In most respects, the application service provider (ASP) proposition can be neatly summarised in 30 minutes or less. Why, then, is the subject being beaten to death with such enthusiasm?
The answer lies, of course, with evangelism. Historically, where new ideas are concerned, this industry is grounded on quick results and fast time to market. Consequently, ASP marketing quite frequently has all the subtlety of a Russian artillery barrage.
Most IT companies have seen the writing on the wall when it comes to the future of the PC and the accepted method of software licensing. In an IP-based world, the principles of one information delivery mechanism are about to replace another over a number of broad fronts.
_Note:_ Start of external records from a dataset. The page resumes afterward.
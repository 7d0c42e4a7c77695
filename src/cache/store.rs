//! Cache Store Module
//!
//! Bounded store combining HashMap storage with insertion-order tracking.

use std::collections::HashMap;
use std::hash::Hash;
use std::num::NonZeroUsize;

use crate::cache::{CacheEntry, CacheStats, FifoTracker};

// == Memo Store ==
/// Bounded key/value storage that evicts the earliest inserted entry on overflow.
///
/// Lookups never refresh an entry's position: the eviction order is the
/// insertion order, whatever the access pattern.
#[derive(Debug)]
pub struct MemoStore<K, V> {
    /// Key-value storage
    entries: HashMap<K, CacheEntry<V>>,
    /// Insertion order tracker
    fifo: FifoTracker<K>,
    /// Performance statistics
    stats: CacheStats,
    /// Maximum number of entries allowed, None = unbounded
    capacity: Option<NonZeroUsize>,
}

impl<K, V> MemoStore<K, V>
where
    K: Hash + Eq + Clone,
{
    // == Constructor ==
    /// Creates a new MemoStore.
    ///
    /// # Arguments
    /// * `capacity` - Maximum number of entries, or None for unbounded growth
    pub fn new(capacity: Option<NonZeroUsize>) -> Self {
        Self {
            entries: HashMap::new(),
            fifo: FifoTracker::new(),
            stats: CacheStats::new(),
            capacity,
        }
    }

    // == Unbounded ==
    /// Creates a store that never evicts.
    pub fn unbounded() -> Self {
        Self::new(None)
    }

    // == Lookup ==
    /// Looks up a key, recording a hit or a miss.
    ///
    /// A hit does not change the eviction order.
    pub fn lookup(&mut self, key: &K) -> Option<&V> {
        match self.entries.get(key) {
            Some(entry) => {
                self.stats.record_hit();
                Some(&entry.value)
            }
            None => {
                self.stats.record_miss();
                None
            }
        }
    }

    // == Insert ==
    /// Stores a value at the newest end of the insertion order.
    ///
    /// If the store then holds more than `capacity` entries, exactly one
    /// entry, the earliest inserted, is removed and its key returned.
    /// Re-inserting a present key replaces the value in place and keeps
    /// its original position.
    pub fn insert(&mut self, key: K, value: V) -> Option<K> {
        if let Some(entry) = self.entries.get_mut(&key) {
            entry.value = value;
            return None;
        }

        self.fifo.push(key.clone());
        self.entries.insert(key, CacheEntry::new(value));

        let evicted = match self.capacity {
            Some(capacity) if self.entries.len() > capacity.get() => {
                let oldest = self.fifo.evict_oldest();
                if let Some(oldest) = &oldest {
                    self.entries.remove(oldest);
                    self.stats.record_eviction();
                }
                oldest
            }
            _ => None,
        };

        self.stats.set_total_entries(self.entries.len());
        evicted
    }

    // == Remove ==
    /// Removes an entry by key, returning its value.
    pub fn remove(&mut self, key: &K) -> Option<V> {
        let entry = self.entries.remove(key)?;
        self.fifo.remove(key);
        self.stats.set_total_entries(self.entries.len());
        Some(entry.value)
    }

    // == Peek ==
    /// Reads a value without touching statistics.
    pub fn peek(&self, key: &K) -> Option<&V> {
        self.entries.get(key).map(|entry| &entry.value)
    }

    // == Contains ==
    pub fn contains(&self, key: &K) -> bool {
        self.entries.contains_key(key)
    }

    // == Keys ==
    /// Iterates keys from oldest to newest insertion.
    pub fn keys(&self) -> impl Iterator<Item = &K> {
        self.fifo.iter()
    }

    // == Iter ==
    /// Iterates entries from oldest to newest insertion.
    pub fn iter(&self) -> impl Iterator<Item = (&K, &CacheEntry<V>)> {
        self.fifo
            .iter()
            .filter_map(|key| self.entries.get(key).map(|entry| (key, entry)))
    }

    // == Snapshot ==
    /// Copies out every entry as `(key, value)`, oldest insertion first.
    pub fn snapshot(&self) -> Vec<(K, V)>
    where
        V: Clone,
    {
        self.iter()
            .map(|(key, entry)| (key.clone(), entry.value.clone()))
            .collect()
    }

    // == Oldest ==
    /// Returns the next eviction candidate.
    pub fn oldest(&self) -> Option<&K> {
        self.fifo.peek_oldest()
    }

    // == Clear ==
    /// Drops every entry. Counters for hits, misses and evictions are kept.
    pub fn clear(&mut self) {
        self.entries.clear();
        self.fifo.clear();
        self.stats.set_total_entries(0);
    }

    // == Stats ==
    /// Returns current cache statistics.
    pub fn stats(&self) -> CacheStats {
        let mut stats = self.stats.clone();
        stats.set_total_entries(self.entries.len());
        stats
    }

    // == Capacity ==
    pub fn capacity(&self) -> Option<NonZeroUsize> {
        self.capacity
    }

    // == Length ==
    /// Returns the current number of entries in the store.
    pub fn len(&self) -> usize {
        self.entries.len()
    }

    // == Is Empty ==
    pub fn is_empty(&self) -> bool {
        self.entries.is_empty()
    }
}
As a result, big household names are scrambling to avoid the fate of the dinosaurs and need to convince the public - that's you, of course - that ASP is a truly excellent idea, a great investment and that you should sign up instantly.
I'm being a touch sarcastic here because it's time that somebody flagged the interests of the customers, rather than simply projecting the enthusiasm of the suppliers. That is one reason why I'm launching the ASP Community at the Networks Show.
Although it is quite possible to summarise the ASP proposition in 30 minutes, a sensible debate can take a great deal longer. What ASP requires is the maturity and reliability of the dial tone. What it has is a growing forest of different service offerings, a new breed of double-glazing salesman and complex service level agreements which need to be negotiated with care.
Attractive and even cost-effective it may be, but ASP certainly needs a conscience outside of supplier self-regulation. With Microsoft stuck at the bottom of a pit of its own making, there's an opportunity to pass comment on the evolution of an idea - one which might actually offer a solution for companies wishing to concentrate on business, rather than IT.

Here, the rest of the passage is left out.